In a lawsuit brought to overturn an unlawfully secret decision by a city council under the Brown Act, the city may not have provided a sufficient “cure and correction” to end the case if all it did was re-hear the matter and repeat its vote of approval without a serious public reconsideration, a trial judge has ruled.
The main thrust of Los Angeles Superior Court Judge James Chalfant’s principal ruling was that the plaintiff, a group opposing a land swap by the City of Malibu, should have an opportunity to show how a sequence of email exchanges over time constituted the evolution of a serial meeting decisional process hidden from the public in violation of the law. Melissa Caskey reports for the Malibu Times.
But the judge also rejected the city’s argument that a perfunctory 10-minute “do-over” of the decision in a public vote without further deliberation was in any event sufficient correction to protect the council’s decision from being overturned by the court. As stated by plaintiff’s lawyer Frank Angel in a press release.
The fact that on April 8, ten minutes after rescinding its January 14 decision, the council fully reapproved that same decision was not lost on the Court.
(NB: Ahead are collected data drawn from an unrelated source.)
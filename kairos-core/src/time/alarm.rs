//! Single alarm slot

#[cfg(feature = "serde")]
use serde::{Deserialize, Serialize};

use super::datetime::DateTime;
use super::field::{wrap_inc, Field};

/// Daily alarm
///
/// Only the time-of-day fields exist here; calendar fields are never
/// matched.
#[derive(Debug, Clone, Copy, PartialEq, Eq)]
#[cfg_attr(feature = "defmt", derive(defmt::Format))]
#[cfg_attr(feature = "serde", derive(Serialize, Deserialize))]
pub struct Alarm {
    /// Hour (0-23)
    pub hour: u8,
    /// Minute (0-59)
    pub min: u8,
    /// Second (0-59)
    pub sec: u8,
    /// Whether the alarm fires at all
    pub enabled: bool,
}

impl Default for Alarm {
    fn default() -> Self {
        Self {
            hour: 7,
            min: 0,
            sec: 0,
            enabled: false,
        }
    }
}

impl Alarm {
    /// Create a disabled alarm at the given time
    pub const fn new(hour: u8, min: u8, sec: u8) -> Self {
        Self {
            hour,
            min,
            sec,
            enabled: false,
        }
    }

    /// Read a time-of-day field, `None` for calendar fields
    pub const fn get(&self, field: Field) -> Option<u8> {
        match field {
            Field::Hour => Some(self.hour),
            Field::Min => Some(self.min),
            Field::Sec => Some(self.sec),
            _ => None,
        }
    }

    /// Wrap-increment a time-of-day field
    ///
    /// Calendar fields do not apply to the alarm and are ignored.
    /// Returns whether anything changed.
    pub fn increment(&mut self, field: Field) -> bool {
        let (min, max) = field.bounds();
        let value = match field {
            Field::Hour => &mut self.hour,
            Field::Min => &mut self.min,
            Field::Sec => &mut self.sec,
            _ => return false,
        };
        *value = wrap_inc(*value, min, max);
        true
    }

    /// Flip the enabled flag
    pub fn toggle(&mut self) {
        self.enabled = !self.enabled;
    }

    /// Whether `now` is exactly the alarm time (enabled or not)
    pub const fn time_matches(&self, now: &DateTime) -> bool {
        now.hour == self.hour && now.min == self.min && now.sec == self.sec
    }

    /// Whether the alarm is enabled and `now` is exactly the alarm time
    pub const fn fires_at(&self, now: &DateTime) -> bool {
        self.enabled && self.time_matches(now)
    }

    /// Whether every field is inside its bounds
    pub const fn is_valid(&self) -> bool {
        Field::Hour.contains(self.hour) && Field::Min.contains(self.min) && Field::Sec.contains(self.sec)
    }
}
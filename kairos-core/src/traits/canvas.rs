//! Drawing surface trait
//!
//! The subset of the rendering engine the clock screen needs. The
//! display crate implements it for its controller driver.

#[cfg(feature = "serde")]
use serde::{Deserialize, Serialize};

/// 16-bit RGB565 colour
#[derive(Debug, Clone, Copy, PartialEq, Eq, Hash)]
#[cfg_attr(feature = "defmt", derive(defmt::Format))]
#[cfg_attr(feature = "serde", derive(Serialize, Deserialize))]
pub struct Rgb565(pub u16);

impl Rgb565 {
    pub const WHITE: Self = Self(0xFFFF);
    pub const BLACK: Self = Self(0x0000);
    pub const BLUE: Self = Self(0x001F);
    pub const BRED: Self = Self(0xF81F);
    pub const GRED: Self = Self(0xFFE0);
    pub const GBLUE: Self = Self(0x07FF);
    pub const RED: Self = Self(0xF800);
    pub const MAGENTA: Self = Self(0xF81F);
    pub const GREEN: Self = Self(0x07E0);
    pub const CYAN: Self = Self(0x7FFF);
    pub const YELLOW: Self = Self(0xFFE0);
    pub const BROWN: Self = Self(0xBC40);
    pub const BRRED: Self = Self(0xFC07);
    pub const GRAY: Self = Self(0x8430);
    pub const DARKBLUE: Self = Self(0x01CF);
    pub const LIGHTBLUE: Self = Self(0x7D7C);
    pub const GRAYBLUE: Self = Self(0x5458);
    pub const LIGHTGREEN: Self = Self(0x841F);
    pub const LIGHTGRAY: Self = Self(0xEF5B);
    pub const LGRAY: Self = Self(0xC618);
    pub const LGRAYBLUE: Self = Self(0xA651);
    pub const LBBLUE: Self = Self(0x2B12);

    /// Build from 8-bit channels, dropping the low bits
    pub const fn from_rgb888(r: u8, g: u8, b: u8) -> Self {
        Self(((r as u16 & 0xF8) << 8) | ((g as u16 & 0xFC) << 3) | (b as u16 >> 3))
    }

    /// Raw 16-bit value
    pub const fn raw(self) -> u16 {
        self.0
    }
}

impl From<u16> for Rgb565 {
    fn from(raw: u16) -> Self {
        Self(raw)
    }
}

/// How glyph background pixels are treated
#[derive(Debug, Clone, Copy, PartialEq, Eq, Default)]
#[cfg_attr(feature = "defmt", derive(defmt::Format))]
pub enum TextMode {
    /// Background pixels are painted with the background colour
    #[default]
    Opaque,
    /// Only foreground pixels are drawn
    Transparent,
}

/// Pixel surface with text support
pub trait Canvas {
    /// Width in pixels for the current orientation
    fn width(&self) -> u16;

    /// Height in pixels for the current orientation
    fn height(&self) -> u16;

    /// Fill the whole surface
    fn clear(&mut self, color: Rgb565);

    /// Fill `[xs, xe) x [ys, ye)`
    fn fill(&mut self, xs: u16, ys: u16, xe: u16, ye: u16, color: Rgb565);

    /// Draw ASCII text with glyphs `size` pixels tall
    #[allow(clippy::too_many_arguments)]
    fn show_str(
        &mut self,
        x: u16,
        y: u16,
        text: &str,
        fg: Rgb565,
        bg: Rgb565,
        size: u8,
        mode: TextMode,
    );

    /// Draw `num` right-aligned in `len` digits, leading zeros blanked
    #[allow(clippy::too_many_arguments)]
    fn show_int_num(&mut self, x: u16, y: u16, num: u16, len: u8, fg: Rgb565, bg: Rgb565, size: u8);
}
//! Hardware driver implementations
//!
//! Concrete implementations of the collaborator traits defined in
//! kairos-core:
//!
//! - DS3231 real-time clock over I2C
//! - Debounced GPIO button scanner

#![cfg_attr(not(test), no_std)]
#![deny(unsafe_code)]

pub mod input;
pub mod rtc;
//! ILI9341 power-up program
//!
//! One-shot reset, id read and register program. Waits are blocking and
//! scoped to this routine.

use embedded_hal::delay::DelayNs;
use kairos_hal::{LcdBus, OutputPin};

use crate::lcd::{cmd, Lcd, MADCTL_BGR};

/// Reset pulse low and recovery times
const RESET_MS: u32 = 500;
/// Required wait after sleep-out before further commands
const SLEEP_OUT_MS: u32 = 120;

/// Vendor power, timing and gamma registers, applied in order
#[rustfmt::skip]
const VENDOR_PROGRAM: &[(u16, &[u16])] = &[
    (0xCF, &[0x00, 0xC1, 0x30]),             // power control B
    (0xED, &[0x64, 0x03, 0x12, 0x81]),       // power-on sequence
    (0xE8, &[0x85, 0x10, 0x7A]),             // driver timing A
    (0xCB, &[0x39, 0x2C, 0x00, 0x34, 0x02]), // power control A
    (0xF7, &[0x20]),                         // pump ratio
    (0xEA, &[0x00, 0x00]),                   // driver timing B
    (0xC0, &[0x1B]),                         // power control 1, VRH
    (0xC1, &[0x01]),                         // power control 2
    (0xC5, &[0x30, 0x30]),                   // VCOM 1
    (0xC7, &[0xB7]),                         // VCOM 2
];

/// Panel format and gamma, applied after the scan direction
#[rustfmt::skip]
const PANEL_PROGRAM: &[(u16, &[u16])] = &[
    (cmd::PIXEL_FORMAT, &[0x55]),            // 16 bpp
    (0xB1, &[0x00, 0x1A]),                   // frame rate
    (0xB6, &[0x0A, 0xA2]),                   // display function
    (0xF2, &[0x00]),                         // 3-gamma off
    (cmd::GAMMA_SET, &[0x01]),
    (0xE0, &[0x0F, 0x2A, 0x28, 0x08, 0x0E, 0x08, 0x54, 0xA9,
             0x43, 0x0A, 0x0F, 0x00, 0x00, 0x00, 0x00]),
    (0xE1, &[0x00, 0x15, 0x17, 0x07, 0x11, 0x06, 0x2B, 0x56,
             0x3C, 0x05, 0x10, 0x0F, 0x3F, 0x3F, 0x0F]),
];

impl<B: LcdBus> Lcd<B> {
    /// Reset and program the controller, then turn on the backlight
    ///
    /// Returns the controller id, also kept in [`Lcd::info`].
    pub fn init<RST, BL, D>(&mut self, reset: &mut RST, backlight: &mut BL, delay: &mut D) -> u16
    where
        RST: OutputPin,
        BL: OutputPin,
        D: DelayNs,
    {
        reset.set_low();
        delay.delay_ms(RESET_MS);
        reset.set_high();
        delay.delay_ms(RESET_MS);

        let id = self.read_id();
        self.info.id = id;
        #[cfg(feature = "defmt")]
        defmt::debug!("LCD controller id {=u16:#x}", id);

        for &(reg, params) in VENDOR_PROGRAM {
            self.bus.write_command(reg, params);
        }
        self.bus.write_command(
            cmd::MEMORY_ACCESS_CONTROL,
            &[MADCTL_BGR | self.info.dir.bits() as u16],
        );
        for &(reg, params) in PANEL_PROGRAM {
            self.bus.write_command(reg, params);
        }

        // Full-panel window
        let (w, h) = (self.info.width - 1, self.info.height - 1);
        self.bus
            .write_command(cmd::PAGE_ADDRESS, &[0x00, 0x00, h >> 8, h & 0xFF]);
        self.bus
            .write_command(cmd::COLUMN_ADDRESS, &[0x00, 0x00, w >> 8, w & 0xFF]);

        self.bus.write_reg(cmd::SLEEP_OUT);
        delay.delay_ms(SLEEP_OUT_MS);
        self.display_on();

        backlight.set_high();
        id
    }

    /// Read the 16-bit controller id (register 0xD3)
    ///
    /// The first two reads are dummy and version bytes.
    fn read_id(&mut self) -> u16 {
        self.bus.write_reg(cmd::READ_ID4);
        let _dummy = self.bus.read_data();
        let _version = self.bus.read_data();
        let hi = self.bus.read_data() & 0xFF;
        let lo = self.bus.read_data() & 0xFF;
        (hi << 8) | lo
    }
}

/// A panel together with its reset and backlight lines
///
/// Owns the control pins for as long as the panel is in use, so they
/// keep the level bring-up left them at.
pub struct Panel<B, RST, BL> {
    lcd: Lcd<B>,
    reset: RST,
    backlight: BL,
}

impl<B: LcdBus, RST: OutputPin, BL: OutputPin> Panel<B, RST, BL> {
    pub fn new(lcd: Lcd<B>, reset: RST, backlight: BL) -> Self {
        Self {
            lcd,
            reset,
            backlight,
        }
    }

    /// Run [`Lcd::init`] with the owned control lines
    pub fn init<D: DelayNs>(&mut self, delay: &mut D) -> u16 {
        self.lcd.init(&mut self.reset, &mut self.backlight, delay)
    }

    pub fn lcd(&self) -> &Lcd<B> {
        &self.lcd
    }

    pub fn lcd_mut(&mut self) -> &mut Lcd<B> {
        &mut self.lcd
    }

    pub fn set_backlight(&mut self, on: bool) {
        self.backlight.set_state(on);
    }

    pub fn release(self) -> (Lcd<B>, RST, BL) {
        (self.lcd, self.reset, self.backlight)
    }
}

#[cfg(test)]
mod tests {
    use super::*;
    use crate::testing::FrameBus;
    use kairos_core::config::ScanDir;
    use std::cell::RefCell;
    use std::rc::Rc;
    use std::vec::Vec;

    /// Shared timeline of pin changes and delays
    type Timeline = Rc<RefCell<Vec<&'static str>>>;

    struct Pin {
        name: &'static str,
        log: Timeline,
        high: bool,
    }

    impl OutputPin for Pin {
        fn set_high(&mut self) {
            self.high = true;
            self.log.borrow_mut().push(if self.name == "rst" { "rst high" } else { "bl high" });
        }

        fn set_low(&mut self) {
            self.high = false;
            self.log.borrow_mut().push(if self.name == "rst" { "rst low" } else { "bl low" });
        }
    }

    struct Delay {
        log: Timeline,
        total_ms: u32,
    }

    impl DelayNs for Delay {
        fn delay_ns(&mut self, ns: u32) {
            self.total_ms += ns / 1_000_000;
            self.log.borrow_mut().push("wait");
        }

        fn delay_ms(&mut self, ms: u32) {
            self.total_ms += ms;
            self.log.borrow_mut().push("wait");
        }
    }

    #[test]
    fn test_init_sequence() {
        let log: Timeline = Rc::new(RefCell::new(Vec::new()));
        let mut rst = Pin {
            name: "rst",
            log: log.clone(),
            high: true,
        };
        let mut bl = Pin {
            name: "bl",
            log: log.clone(),
            high: false,
        };
        let mut delay = Delay {
            log: log.clone(),
            total_ms: 0,
        };

        let mut lcd = Lcd::new(FrameBus::new(), ScanDir::L2rU2d);
        let id = lcd.init(&mut rst, &mut bl, &mut delay);

        assert_eq!(id, 0x9341);
        assert_eq!(lcd.info().id, 0x9341);
        assert!(rst.high && bl.high);
        assert_eq!(delay.total_ms, 2 * RESET_MS + SLEEP_OUT_MS);
        assert_eq!(
            *log.borrow(),
            ["rst low", "wait", "rst high", "wait", "wait", "bl high"]
        );

        let bus = lcd.release();
        let commands = bus.commands();
        assert_eq!(commands.first(), Some(&0xD3));
        assert_eq!(&commands[commands.len() - 2..], &[0x11, 0x29]);
        assert_eq!(bus.last_params(0x36), Some(&[0x08][..]));
        assert_eq!(bus.last_params(0x3A), Some(&[0x55][..]));
        assert_eq!(bus.last_params(0x2A), Some(&[0x00, 0x00, 0x00, 0xEF][..]));
        assert_eq!(bus.last_params(0x2B), Some(&[0x00, 0x00, 0x01, 0x3F][..]));
    }

    #[test]
    fn test_init_landscape_window() {
        let log: Timeline = Rc::new(RefCell::new(Vec::new()));
        let mut rst = Pin {
            name: "rst",
            log: log.clone(),
            high: true,
        };
        let mut bl = Pin {
            name: "bl",
            log: log.clone(),
            high: false,
        };
        let mut delay = Delay { log, total_ms: 0 };

        let mut lcd = Lcd::new(FrameBus::new(), ScanDir::U2dR2l);
        lcd.init(&mut rst, &mut bl, &mut delay);
        let bus = lcd.release();
        assert_eq!(bus.last_params(0x36), Some(&[0x68][..]));
        assert_eq!(bus.last_params(0x2A), Some(&[0x00, 0x00, 0x01, 0x3F][..]));
    }

    /// Pin that records its level and when it is dropped
    struct OwnedPin {
        high: Rc<RefCell<bool>>,
        dropped: Rc<RefCell<bool>>,
    }

    impl OutputPin for OwnedPin {
        fn set_high(&mut self) {
            *self.high.borrow_mut() = true;
        }

        fn set_low(&mut self) {
            *self.high.borrow_mut() = false;
        }
    }

    impl Drop for OwnedPin {
        fn drop(&mut self) {
            *self.dropped.borrow_mut() = true;
        }
    }

    #[test]
    fn test_panel_keeps_control_lines_after_init() {
        let bl_high = Rc::new(RefCell::new(false));
        let bl_dropped = Rc::new(RefCell::new(false));
        let rst_high = Rc::new(RefCell::new(true));
        let rst_dropped = Rc::new(RefCell::new(false));
        let log: Timeline = Rc::new(RefCell::new(Vec::new()));
        let mut delay = Delay { log, total_ms: 0 };

        let mut panel = Panel::new(
            Lcd::new(FrameBus::new(), ScanDir::L2rU2d),
            OwnedPin {
                high: rst_high.clone(),
                dropped: rst_dropped.clone(),
            },
            OwnedPin {
                high: bl_high.clone(),
                dropped: bl_dropped.clone(),
            },
        );
        assert_eq!(panel.init(&mut delay), 0x9341);
        assert_eq!(panel.lcd().info().id, 0x9341);

        // Drawing after bring-up leaves both lines held
        panel.lcd_mut().clear(kairos_core::traits::Rgb565::BLACK);
        assert!(*bl_high.borrow() && *rst_high.borrow());
        assert!(!*bl_dropped.borrow() && !*rst_dropped.borrow());

        panel.set_backlight(false);
        assert!(!*bl_high.borrow());

        drop(panel);
        assert!(*bl_dropped.borrow() && *rst_dropped.borrow());
    }
}
//! Screen layout for a 240 px wide portrait panel
//!
//! ```text
//!   y=0   +--------------------------------+
//!         | MODE: ALARM          ON        |  status bar, 16 px
//!   y=20  +--------------------------------+
//!   y=100 |        HH : MM : SS            |  24 px
//!   y=130 |  D:dd Dt:dd Mo:mm Yr:yy        |  24 px
//!   y=180 +--------------------------------+
//!         |        ALARM!                  |  banner
//!   y=220 +--------------------------------+
//! ```
//!
//! Every frame redraws all regions; glyphs are drawn opaque so no area
//! needs clearing first except the status bar.

use crate::app::Banner;
use crate::state::Mode;
use crate::time::{Alarm, DateTime, Field};
use crate::traits::{Canvas, Rgb565, TextMode};

const DIGIT_SIZE: u8 = 24;
const STATUS_SIZE: u8 = 16;

const STATUS_BAR: (u16, u16, u16, u16) = (0, 0, 240, 20);
const BANNER: (u16, u16, u16, u16) = (0, 180, 240, 220);

const TIME_Y: u16 = 100;
const DATE_Y: u16 = 130;

/// Everything one frame shows
#[derive(Debug, Clone, Copy)]
pub struct Frame<'a> {
    pub mode: Mode,
    /// Live time, or the edit buffer while setting
    pub time: &'a DateTime,
    pub alarm: &'a Alarm,
    pub blink_on: bool,
    pub banner: Banner,
}

impl Frame<'_> {
    /// Whether `field` is under the cursor and currently blanked
    fn is_blank(&self, field: Field) -> bool {
        !self.blink_on && self.is_active(field)
    }

    fn is_active(&self, field: Field) -> bool {
        match self.mode {
            Mode::View => false,
            Mode::SetTime { field: f } => f == field,
            // The alarm has no calendar fields to highlight
            Mode::Alarm { field: f } => field.is_time_of_day() && f == Some(field),
        }
    }

    /// Hour, minute, second shown in the large time row
    fn time_row(&self) -> [u8; 3] {
        if self.mode.is_alarm() {
            [self.alarm.hour, self.alarm.min, self.alarm.sec]
        } else {
            [self.time.hour, self.time.min, self.time.sec]
        }
    }
}

/// Redraw the whole screen
pub fn draw_frame<C: Canvas + ?Sized>(canvas: &mut C, frame: &Frame<'_>) {
    draw_status_bar(canvas, frame);
    draw_time_row(canvas, frame);
    draw_date_row(canvas, frame);
    draw_banner(canvas, frame.banner);
}

fn draw_status_bar<C: Canvas + ?Sized>(canvas: &mut C, frame: &Frame<'_>) {
    let (xs, ys, xe, ye) = STATUS_BAR;
    canvas.fill(xs, ys, xe, ye, Rgb565::BLACK);

    let label = match frame.mode {
        Mode::View => "MODE: VIEW",
        Mode::SetTime { .. } => "MODE: SET",
        Mode::Alarm { .. } => "MODE: ALARM",
    };
    canvas.show_str(4, 2, label, Rgb565::WHITE, Rgb565::BLACK, STATUS_SIZE, TextMode::Opaque);

    if frame.mode.is_alarm() {
        let (text, color) = if frame.alarm.enabled {
            ("ON", Rgb565::GREEN)
        } else {
            ("OFF", Rgb565::RED)
        };
        canvas.show_str(140, 2, text, color, Rgb565::BLACK, STATUS_SIZE, TextMode::Opaque);
    }
}

fn draw_time_row<C: Canvas + ?Sized>(canvas: &mut C, frame: &Frame<'_>) {
    let [hour, min, sec] = frame.time_row();
    draw_two_digits(canvas, 70, TIME_Y, hour, frame.is_blank(Field::Hour));
    draw_colon(canvas, 100);
    draw_two_digits(canvas, 110, TIME_Y, min, frame.is_blank(Field::Min));
    draw_colon(canvas, 140);
    draw_two_digits(canvas, 150, TIME_Y, sec, frame.is_blank(Field::Sec));
}

fn draw_date_row<C: Canvas + ?Sized>(canvas: &mut C, frame: &Frame<'_>) {
    let dt = frame.time;
    let cells = [
        (20, "D:", 50, Field::Day),
        (70, "Dt:", 100, Field::Date),
        (120, "Mo:", 150, Field::Month),
        (180, "Yr:", 210, Field::Year),
    ];
    for (label_x, label, value_x, field) in cells {
        canvas.show_str(
            label_x,
            DATE_Y,
            label,
            Rgb565::YELLOW,
            Rgb565::BLACK,
            DIGIT_SIZE,
            TextMode::Opaque,
        );
        draw_two_digits(canvas, value_x, DATE_Y, dt.get(field), frame.is_blank(field));
    }
}

fn draw_banner<C: Canvas + ?Sized>(canvas: &mut C, banner: Banner) {
    let (xs, ys, xe, ye) = BANNER;
    match banner {
        Banner::Hidden => {}
        Banner::Clear => canvas.fill(xs, ys, xe, ye, Rgb565::BLACK),
        Banner::Show { inverted } => {
            let (fg, bg) = if inverted {
                (Rgb565::BLACK, Rgb565::YELLOW)
            } else {
                (Rgb565::YELLOW, Rgb565::BLACK)
            };
            canvas.fill(xs, ys, xe, ye, bg);
            canvas.show_str(70, 190, "ALARM!", fg, bg, DIGIT_SIZE, TextMode::Opaque);
        }
    }
}

fn draw_two_digits<C: Canvas + ?Sized>(canvas: &mut C, x: u16, y: u16, value: u8, blank: bool) {
    if blank {
        canvas.show_str(x, y, "  ", Rgb565::BLACK, Rgb565::BLACK, DIGIT_SIZE, TextMode::Opaque);
    } else {
        canvas.show_int_num(x, y, value as u16, 2, Rgb565::GREEN, Rgb565::BLACK, DIGIT_SIZE);
    }
}

fn draw_colon<C: Canvas + ?Sized>(canvas: &mut C, x: u16) {
    canvas.show_str(x, TIME_Y, ":", Rgb565::GREEN, Rgb565::BLACK, DIGIT_SIZE, TextMode::Opaque);
}
//! Collaborator traits
//!
//! The clock logic talks to the RTC, the button scanner and the screen
//! only through these traits, so it runs unchanged on the board and in
//! host tests.

pub mod buttons;
pub mod canvas;
pub mod rtc;

pub use buttons::{Button, ButtonInputs};
pub use canvas::{Canvas, Rgb565, TextMode};
pub use rtc::{RtcDriver, COMMIT_ORDER};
We had warned the City Council on April 8 that its so-called ‘cure’ was a sham cure that nobody will fall for. The Court made clear that the Brown Act requires more than simply notice of a meeting and the opportunity for the public to be heard; it requires local elected officials to discuss, deliberate and vote in the open on agenda items. They can’t split fact-finding, discussion or deliberation between private and public meetings.